PROBLEM STATEMENT →
Copy the lines below verbatim, but only from the line containing "pub fn regex(pattern: &str)" through the end of the data.

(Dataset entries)

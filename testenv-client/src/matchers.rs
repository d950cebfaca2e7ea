use crate::{ClientError, Result};
use regex::Regex;
use std::fmt;

/// Matches strings that the pattern matches in full, not just a substring.
#[derive(Debug, Clone)]
pub struct RegexMatcher {
    pattern: String,
    regex: Regex,
}

impl RegexMatcher {
    pub fn new(pattern: &str) -> Result<Self> {
        let invalid = |e: regex::Error| ClientError::InvalidPattern {
            pattern: pattern.to_string(),
            message: e.to_string(),
        };
        // Checked unanchored first: wrapping can hide unbalanced groups like `a)(b`
        Regex::new(pattern).map_err(invalid)?;
        let regex = Regex::new(&format!("^(?:{pattern})$")).map_err(invalid)?;
        Ok(Self { pattern: pattern.to_string(), regex })
    }

    pub fn pattern(&self) -> &str {
        &self.pattern
    }

    /// `None` never matches.
    pub fn matches(&self, item: Option<&str>) -> bool {
        item.is_some_and(|s| self.regex.is_match(s))
    }
}

impl fmt::Display for RegexMatcher {
    fn fmt(&self, f: &mut fmt::Formatter<'_>) -> fmt::Result {
        write!(f, "regex [{}]", self.pattern)
    }
}

/// Shorthand for [`RegexMatcher::new`].
pub fn regex(pattern: &str) -> Result<RegexMatcher> {
    RegexMatcher::new(pattern)
}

ANSWER TO THIS EXERCISE →
pub fn regex(pattern: &str) -> Result<RegexMatcher> {
    RegexMatcher::new(pattern)
}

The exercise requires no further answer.